But what if a male is wired like Addie? “I do have standards, and I would be happy to come to your naked party, but no… the evening is not going to end in the bedroom. I just think it’s more fun to party naked!” A girl saying that sounds credible. A guy saying that sounds like a wolf in no clothing.

Seems there was a trend ten or fifteen years ago that was particularly prevalent at Ivy League colleges called, quite simply, naked parties. My read on it was that there were intelligent young people who were seeking to be more real with one another, and in an effort to accomplish that, everyone would check their clothing at the door, somehow in agreement of an unspoken code of ethics that this will be just like any other party, except, hey – it feels genuine and refreshing to reveal our naked selves in a social context.

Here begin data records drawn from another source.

//! End-to-end forwarding tests through a real listener.

use std::time::Duration;

use axum::http::StatusCode;
use path_gateway::http::Outcome;
use tokio::io::{AsyncReadExt, AsyncWriteExt};
use tokio::sync::mpsc;

mod common;

use common::{client, request_line, start_gateway};

const LOG_WAIT: Duration = Duration::from_secs(2);

#[tokio::test]
async fn forwards_with_base_path_and_merged_query() {
    let backend = common::start_echo_backend().await;
    let gateway = start_gateway(
        &[("svc", format!("http://{backend}/base?key=abc"))],
        5,
    )
    .await;

    let res = client()
        .get(gateway.url("/svc/items?page=2"))
        .send()
        .await
        .expect("gateway unreachable");

    assert_eq!(res.status(), 200);
    let head = res.text().await.unwrap();
    assert_eq!(request_line(&head), "GET /base/items?key=abc&page=2 HTTP/1.1");

    gateway.shutdown.trigger();
}

#[tokio::test]
async fn query_merge_covers_every_combination() {
    let backend = common::start_echo_backend().await;
    let gateway = start_gateway(
        &[
            ("plain", format!("http://{backend}")),
            ("keyed", format!("http://{backend}/?k=v")),
        ],
        5,
    )
    .await;

    let cases = [
        ("/plain/x", "GET /x HTTP/1.1"),
        ("/plain/x?y=1", "GET /x?y=1 HTTP/1.1"),
        ("/keyed/x", "GET /x?k=v HTTP/1.1"),
        ("/keyed/x?y=1", "GET /x?k=v&y=1 HTTP/1.1"),
        ("/keyed/x?k=override", "GET /x?k=v&k=override HTTP/1.1"),
    ];

    let client = client();
    for (path, expected) in cases {
        let head = client
            .get(gateway.url(path))
            .send()
            .await
            .unwrap()
            .text()
            .await
            .unwrap();
        assert_eq!(request_line(&head), expected, "request to {path}");
    }

    gateway.shutdown.trigger();
}

#[tokio::test]
async fn repeated_requests_are_rewritten_identically() {
    let backend = common::start_echo_backend().await;
    let gateway = start_gateway(&[("svc", format!("http://{backend}?key=abc"))], 5).await;

    let client = client();
    let mut lines = Vec::new();
    for _ in 0..2 {
        let head = client
            .get(gateway.url("/svc/a?b=c"))
            .send()
            .await
            .unwrap()
            .text()
            .await
            .unwrap();
        lines.push(request_line(&head).to_string());
    }

    assert_eq!(lines[0], "GET /a?key=abc&b=c HTTP/1.1");
    assert_eq!(lines[0], lines[1]);

    gateway.shutdown.trigger();
}

#[tokio::test]
async fn forwards_method_body_and_proxy_headers() {
    let backend = common::start_programmable_backend(|head| async move { (200, head) }).await;
    let gateway = start_gateway(&[("svc", format!("http://{backend}"))], 5).await;

    let res = client()
        .delete(gateway.url("/svc/items/7"))
        .header("X-Request-Id", "abc-123")
        .send()
        .await
        .unwrap();
    let head = res.text().await.unwrap().to_ascii_lowercase();

    assert!(head.starts_with("delete /items/7 http/1.1"), "{head}");
    assert!(head.contains("x-forwarded-for: 127.0.0.1"), "{head}");
    assert!(head.contains("x-request-id: abc-123"), "{head}");
    assert!(head.contains(&format!("host: {}", gateway.addr)), "{head}");

    gateway.shutdown.trigger();
}

#[tokio::test]
async fn similar_prefix_does_not_match() {
    let backend = common::start_echo_backend().await;
    let gateway = start_gateway(&[("api", format!("http://{backend}"))], 5).await;

    let client = client();
    let res = client.get(gateway.url("/apikey/foo")).send().await.unwrap();
    assert_eq!(res.status(), 404);

    let res = client.get(gateway.url("/api/foo")).send().await.unwrap();
    assert_eq!(res.status(), 200);

    gateway.shutdown.trigger();
}

#[tokio::test]
async fn unmatched_path_is_logged_as_not_found() {
    let backend = common::start_echo_backend().await;
    let gateway = start_gateway(&[("svc", format!("http://{backend}"))], 5).await;

    let res = client()
        .get(gateway.url("/nope/x?y=1"))
        .header("X-Request-Id", "req-404")
        .send()
        .await
        .unwrap();
    assert_eq!(res.status(), 404);
    res.bytes().await.unwrap();

    let records = gateway.sink.wait_for(1, LOG_WAIT).await;
    assert_eq!(records.len(), 1);
    let record = &records[0];
    assert_eq!(record.request, "/nope/x?y=1");
    assert_eq!(record.method.as_str(), "GET");
    assert_eq!(record.status, StatusCode::NOT_FOUND);
    assert_eq!(record.status_text(), "Not Found");
    assert_eq!(record.request_id.as_deref(), Some("req-404"));
    assert_eq!(record.remote.map(|a| a.ip().to_string()).as_deref(), Some("127.0.0.1"));

    gateway.shutdown.trigger();
}

#[tokio::test]
async fn logged_status_matches_sent_status() {
    let backend = common::start_programmable_backend(|head| async move {
        if head.starts_with("GET /fail") {
            (503, "down".to_string())
        } else {
            (200, "up".to_string())
        }
    })
    .await;
    let gateway = start_gateway(&[("svc", format!("http://{backend}"))], 5).await;

    let client = client();
    let mut sent = Vec::new();
    for path in ["/svc/fail", "/svc/ok"] {
        let res = client.get(gateway.url(path)).send().await.unwrap();
        sent.push(res.status().as_u16());
        res.bytes().await.unwrap();
    }
    assert_eq!(sent, vec![503, 200]);

    let records = gateway.sink.wait_for(2, LOG_WAIT).await;
    assert_eq!(records.len(), 2);
    for record in &records {
        let expected = if record.request == "/svc/fail" { 503 } else { 200 };
        assert_eq!(record.status.as_u16(), expected, "{}", record.request);
        assert_eq!(record.outcome, Outcome::Completed);
    }

    gateway.shutdown.trigger();
}

#[tokio::test]
async fn unreachable_backend_is_bad_gateway() {
    let dead = common::unused_addr().await;
    let gateway = start_gateway(&[("svc", format!("http://{dead}"))], 5).await;

    let res = client().get(gateway.url("/svc/x")).send().await.unwrap();
    assert_eq!(res.status(), 502);
    res.bytes().await.unwrap();

    let records = gateway.sink.wait_for(1, LOG_WAIT).await;
    assert_eq!(records[0].status, StatusCode::BAD_GATEWAY);
    assert_eq!(records[0].status_text(), "Bad Gateway");

    gateway.shutdown.trigger();
}

#[tokio::test]
async fn bare_prefix_and_dirty_paths_redirect() {
    let backend = common::start_echo_backend().await;
    let gateway = start_gateway(&[("svc", format!("http://{backend}"))], 5).await;

    let client = client();
    let res = client.get(gateway.url("/svc?page=2")).send().await.unwrap();
    assert_eq!(res.status(), 301);
    assert_eq!(res.headers()["location"], "/svc/?page=2");

    let res = client.get(gateway.url("//svc//b")).send().await.unwrap();
    assert_eq!(res.status(), 301);
    assert_eq!(res.headers()["location"], "/svc/b");

    gateway.shutdown.trigger();
}

#[tokio::test]
async fn cors_headers_are_added() {
    let backend = common::start_echo_backend().await;
    let gateway = start_gateway(&[("svc", format!("http://{backend}"))], 5).await;

    let res = client()
        .get(gateway.url("/svc/x"))
        .header("Origin", "https://app.example")
        .send()
        .await
        .unwrap();
    assert_eq!(res.status(), 200);
    assert_eq!(res.headers()["access-control-allow-origin"], "*");

    gateway.shutdown.trigger();
}

#[tokio::test]
async fn concurrent_requests_to_different_routes_do_not_interfere() {
    let alpha = common::start_fixed_backend("alpha").await;
    let beta = common::start_fixed_backend("beta").await;
    let gateway = start_gateway(
        &[
            ("alpha", format!("http://{alpha}")),
            ("beta", format!("http://{beta}")),
        ],
        5,
    )
    .await;

    let client = client();
    let mut tasks = Vec::new();
    for i in 0..20 {
        let route = if i % 2 == 0 { "alpha" } else { "beta" };
        let url = gateway.url(&format!("/{route}/item/{i}"));
        let client = client.clone();
        tasks.push(tokio::spawn(async move {
            let body = client.get(url).send().await.unwrap().text().await.unwrap();
            (route, body)
        }));
    }

    for task in tasks {
        let (route, body) = task.await.unwrap();
        assert_eq!(body, route);
    }

    let records = gateway.sink.wait_for(20, LOG_WAIT).await;
    assert_eq!(records.len(), 20);

    gateway.shutdown.trigger();
}

#[tokio::test]
async fn percent_encoded_paths_reach_their_route() {
    let backend = common::start_echo_backend().await;
    let gateway = start_gateway(
        &[
            ("café", format!("http://{backend}")),
            ("svc", format!("http://{backend}/base")),
        ],
        5,
    )
    .await;

    let client = client();
    let cases = [
        ("/caf%C3%A9/items?x=1", "GET /items?x=1 HTTP/1.1"),
        ("/sv%63/a%20b", "GET /base/a%20b HTTP/1.1"),
    ];
    for (path, expected) in cases {
        let res = client.get(gateway.url(path)).send().await.unwrap();
        assert_eq!(res.status(), 200, "{path}");
        let head = res.text().await.unwrap();
        assert_eq!(request_line(&head), expected, "{path}");
    }

    gateway.shutdown.trigger();
}

#[tokio::test]
async fn head_requests_are_logged_as_completed() {
    let backend = common::start_fixed_backend("ignored for HEAD").await;
    let gateway = start_gateway(&[("svc", format!("http://{backend}"))], 5).await;

    let client = client();
    let res = client.head(gateway.url("/nope/x")).send().await.unwrap();
    assert_eq!(res.status(), 404);
    let res = client.head(gateway.url("/svc/x")).send().await.unwrap();
    assert_eq!(res.status(), 200);

    let records = gateway.sink.wait_for(2, LOG_WAIT).await;
    assert_eq!(records.len(), 2);
    for record in &records {
        assert_eq!(record.method.as_str(), "HEAD");
        assert_eq!(record.outcome, Outcome::Completed, "{}", record.request);
    }
    let missing = records.iter().find(|r| r.request == "/nope/x").unwrap();
    assert_eq!(missing.status, StatusCode::NOT_FOUND);

    gateway.shutdown.trigger();
}

#[tokio::test]
async fn backend_failing_mid_body_truncates_the_response() {
    let backend = common::start_raw_backend(|mut socket, _head| async move {
        let _ = socket
            .write_all(b"HTTP/1.1 201 Created\r\nContent-Length: 100\r\n\r\npartial")
            .await;
        let _ = socket.shutdown().await;
    })
    .await;
    let gateway = start_gateway(&[("svc", format!("http://{backend}"))], 5).await;

    let res = client().get(gateway.url("/svc/partial")).send().await.unwrap();
    assert_eq!(res.status(), 201);
    assert!(res.bytes().await.is_err());

    let records = gateway.sink.wait_for(1, LOG_WAIT).await;
    assert_eq!(records.len(), 1);
    assert_eq!(records[0].status, StatusCode::CREATED);
    assert_eq!(records[0].outcome, Outcome::Truncated);

    gateway.shutdown.trigger();
}

#[tokio::test]
async fn client_disconnect_releases_backend_and_is_logged() {
    let (closed_tx, mut closed_rx) = mpsc::unbounded_channel();
    let backend = common::start_raw_backend(move |mut socket, _head| {
        let closed_tx = closed_tx.clone();
        async move {
            let head = "HTTP/1.1 200 OK\r\nContent-Length: 1000000\r\n\r\n";
            if socket.write_all(head.as_bytes()).await.is_err() {
                return;
            }
            let mut interval = tokio::time::interval(Duration::from_millis(50));
            let mut buf = [0u8; 64];
            loop {
                tokio::select! {
                    read = socket.read(&mut buf) => {
                        if matches!(read, Ok(0) | Err(_)) {
                            break;
                        }
                    }
                    _ = interval.tick() => {
                        if socket.write_all(b"chunk").await.is_err() {
                            break;
                        }
                    }
                }
            }
            let _ = closed_tx.send(());
        }
    })
    .await;
    let gateway = start_gateway(&[("svc", format!("http://{backend}"))], 5).await;

    let mut res = client().get(gateway.url("/svc/stream")).send().await.unwrap();
    assert_eq!(res.status(), 200);
    let first = res.chunk().await.unwrap();
    assert!(first.is_some());
    drop(res);

    tokio::time::timeout(Duration::from_secs(5), closed_rx.recv())
        .await
        .expect("backend connection should be released")
        .unwrap();

    let records = gateway.sink.wait_for(1, LOG_WAIT).await;
    assert_eq!(records.len(), 1);
    assert_eq!(records[0].status, StatusCode::OK);
    assert_eq!(records[0].outcome, Outcome::Cancelled);

    gateway.shutdown.trigger();
}
use nalgebra::Vector3;
use rayon::prelude::*;

use crate::terrain::TerrainProbe;

/// Signed penetration `δ = (p - terrain(p_xy)) · n̂` for each given point.
///
/// A point with `δ >= 0` is inactive for this step. Terrain queries that
/// return non-finite values propagate into a non-finite `δ`, which simply
/// fails the `δ < 0` activity test downstream. There is no error path
/// here.
pub fn detect_penetrations(positions: &[Vector3<f64>], terrain: &dyn TerrainProbe) -> Vec<f64> {
    positions
        .par_iter()
        .map(|p| {
            let h = Vector3::new(0.0, 0.0, p.z - terrain.height(p.x, p.y));
            h.dot(&terrain.normal(p.x, p.y))
        })
        .collect()
}

/// A point is active (in contact) this step iff its penetration is negative.
pub fn is_active(penetration: f64) -> bool {
    penetration < 0.0
}
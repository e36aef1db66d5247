use nalgebra::{DMatrix, DVector, Matrix4, Matrix6, Vector3};

/// Read-only adapter over an external rigid-body library.
///
/// This trait is the seam between the contact solver and whatever forward
/// kinematics / dynamics library the embedding simulation uses (ABA, CRB,
/// RNEA, spatial-inertia composition, velocity-representation conversions,
/// none of that lives in this crate). All per-point arrays are indexed
/// in the caller-supplied enabled-set order, not in the provider's own
/// internal point numbering.
pub trait KinematicsProvider: Send + Sync {
    /// World positions and mixed-frame linear velocities of the given
    /// collidable points, one row per entry of `enabled`.
    fn point_positions_velocities(&self, enabled: &[usize]) -> (Vec<Vector3<f64>>, Vec<Vector3<f64>>);

    /// World transforms `W_H_C` of the implicit contact frames, one per
    /// entry of `enabled`.
    fn point_world_transforms(&self, enabled: &[usize]) -> Vec<Matrix4<f64>>;

    /// Translational Jacobians (`3 x (6+n)`, mixed representation), one
    /// per entry of `enabled`.
    fn point_translational_jacobians(&self, enabled: &[usize]) -> Vec<DMatrix<f64>>;

    /// Time derivatives of the translational Jacobians, one per entry of
    /// `enabled`.
    fn point_translational_jacobian_derivatives(&self, enabled: &[usize]) -> Vec<DMatrix<f64>>;

    /// The `(6+n) x (6+n)` symmetric positive-definite mass matrix.
    fn mass_matrix(&self) -> DMatrix<f64>;

    /// Free generalized acceleration (gravity + bias + applied forces),
    /// in mixed representation.
    fn free_generalized_acceleration(
        &self,
        link_forces: &DMatrix<f64>,
        joint_forces: &DVector<f64>,
    ) -> DVector<f64>;

    /// Generalized velocity, in mixed representation.
    fn generalized_velocity(&self) -> DVector<f64>;

    /// The 6x6 spatial inertia of a link. Only the upper-left 3x3
    /// translational block is used by the core.
    fn link_spatial_inertia(&self, link_index: usize) -> Matrix6<f64>;

    /// The link that rigidly owns the given collidable point.
    fn point_owner_link(&self, point_index: usize) -> usize;

    fn num_links(&self) -> usize;
    fn num_joints(&self) -> usize;
    /// Size of the generalized velocity vector, `6 + num_joints()`.
    fn num_velocities(&self) -> usize;
}

/// A stored-data [`KinematicsProvider`] that performs no actual forward
/// kinematics or dynamics; it exists for tests, the benchmark, and as a
/// worked example of the trait's contract.
///
/// Applied forces are ignored by [`free_generalized_acceleration`] (this
/// fixture has no dynamics model to route them through). Real embeddings
/// wire up a library capable of ABA/CRB/RNEA instead.
///
/// [`free_generalized_acceleration`]: KinematicsProvider::free_generalized_acceleration
#[derive(Debug, Clone)]
pub struct TestKinematics {
    pub positions: Vec<Vector3<f64>>,
    pub velocities: Vec<Vector3<f64>>,
    pub transforms: Vec<Matrix4<f64>>,
    pub jacobians: Vec<DMatrix<f64>>,
    pub jacobian_derivatives: Vec<DMatrix<f64>>,
    pub mass_matrix: DMatrix<f64>,
    pub free_acceleration: DVector<f64>,
    pub velocity: DVector<f64>,
    pub link_inertias: Vec<Matrix6<f64>>,
    pub owner_links: Vec<usize>,
    pub num_joints: usize,
}

impl TestKinematics {
    /// Builds a fixture with `n_points` collidable points all owned by a
    /// single free-floating link (link 0), with an identity mass matrix
    /// sized `num_velocities x num_velocities` and zero free acceleration
    /// and generalized velocity. Individual fields can be overwritten
    /// after construction to set up specific scenarios.
    pub fn single_link_identity(n_points: usize, num_velocities: usize) -> Self {
        let identity_jacobian = {
            let mut j = DMatrix::<f64>::zeros(3, num_velocities);
            for i in 0..3.min(num_velocities) {
                j[(i, i)] = 1.0;
            }
            j
        };

        Self {
            positions: vec![Vector3::zeros(); n_points],
            velocities: vec![Vector3::zeros(); n_points],
            transforms: vec![Matrix4::identity(); n_points],
            jacobians: vec![identity_jacobian.clone(); n_points],
            jacobian_derivatives: vec![DMatrix::<f64>::zeros(3, num_velocities); n_points],
            mass_matrix: DMatrix::<f64>::identity(num_velocities, num_velocities),
            free_acceleration: DVector::<f64>::zeros(num_velocities),
            velocity: DVector::<f64>::zeros(num_velocities),
            link_inertias: vec![Matrix6::identity(); 1],
            owner_links: vec![0; n_points],
            num_joints: num_velocities.saturating_sub(6),
        }
    }
}

impl KinematicsProvider for TestKinematics {
    fn point_positions_velocities(&self, enabled: &[usize]) -> (Vec<Vector3<f64>>, Vec<Vector3<f64>>) {
        let p = enabled.iter().map(|&i| self.positions[i]).collect();
        let v = enabled.iter().map(|&i| self.velocities[i]).collect();
        (p, v)
    }

    fn point_world_transforms(&self, enabled: &[usize]) -> Vec<Matrix4<f64>> {
        enabled.iter().map(|&i| self.transforms[i]).collect()
    }

    fn point_translational_jacobians(&self, enabled: &[usize]) -> Vec<DMatrix<f64>> {
        enabled.iter().map(|&i| self.jacobians[i].clone()).collect()
    }

    fn point_translational_jacobian_derivatives(&self, enabled: &[usize]) -> Vec<DMatrix<f64>> {
        enabled
            .iter()
            .map(|&i| self.jacobian_derivatives[i].clone())
            .collect()
    }

    fn mass_matrix(&self) -> DMatrix<f64> {
        self.mass_matrix.clone()
    }

    fn free_generalized_acceleration(
        &self,
        _link_forces: &DMatrix<f64>,
        _joint_forces: &DVector<f64>,
    ) -> DVector<f64> {
        self.free_acceleration.clone()
    }

    fn generalized_velocity(&self) -> DVector<f64> {
        self.velocity.clone()
    }

    fn link_spatial_inertia(&self, link_index: usize) -> Matrix6<f64> {
        self.link_inertias[link_index]
    }

    fn point_owner_link(&self, point_index: usize) -> usize {
        self.owner_links[point_index]
    }

    fn num_links(&self) -> usize {
        self.link_inertias.len()
    }

    fn num_joints(&self) -> usize {
        self.num_joints
    }

    fn num_velocities(&self) -> usize {
        self.mass_matrix.nrows()
    }
}

/// Per-step, per-point data assembled from a [`KinematicsProvider`] and a
/// terrain probe. Ephemeral: built, consumed, and discarded within a
/// single `compute_contact_forces` call.
#[derive(Debug, Clone)]
pub struct ContactPoint {
    pub position: Vector3<f64>,
    pub velocity: Vector3<f64>,
    pub penetration: f64,
    pub owner_link: usize,
    /// `3 x (6+n)`, zeroed if the point is inactive (`penetration >= 0`).
    pub jacobian: DMatrix<f64>,
    /// `3 x (6+n)`, zeroed if the point is inactive.
    pub jacobian_dot: DMatrix<f64>,
    pub world_transform: Matrix4<f64>,
}

impl ContactPoint {
    pub fn is_active(&self) -> bool {
        self.penetration < 0.0
    }
}

/// Per-step dynamics state shared by all contact points.
#[derive(Debug, Clone)]
pub struct DynamicsSnapshot {
    pub velocity: DVector<f64>,
    pub free_acceleration: DVector<f64>,
    pub mass_matrix: DMatrix<f64>,
}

Has that gone away? Was it a failed experiment where those events morphed into unbridled orgies? Or are we simply a society on an increasingly conservative trajectory that has caved to the fact of an ideology that says, “I’m a weak human and I’m about to get drunk, and naked or not, I’m sorry I can’t be responsible for my actions by the end of the night! If we’re all naked and drunk, I’m sorry I ended up on top of you.” Hmm… that may not subscribe to the tenants of anyone’s naturist charter.

I should be clear, I’m not trying to make this into a #metoo for males. In fact, perhaps pointing out that most men, especially straight men, are not comfortable with their bodies, or their self-image, or how they are perceived by others, or to be specific, their ability to exert self-control amidst visual stimulation. (That’s clearly a problem even in situations where NOBODY is naked!)

Nick and Lins: Naked Wanderings

Despite the fact that I’m well beyond Addie’s age bracket, I have to say, I’m quite envious of her ability to advocate for the naturist cause. I’d love to join the crusade, but as a guy, I’m just not sure it would play out quite the same way.

How is it that a thin layer of fabric, or rather – the lack thereof, can make things so incredibly complicated?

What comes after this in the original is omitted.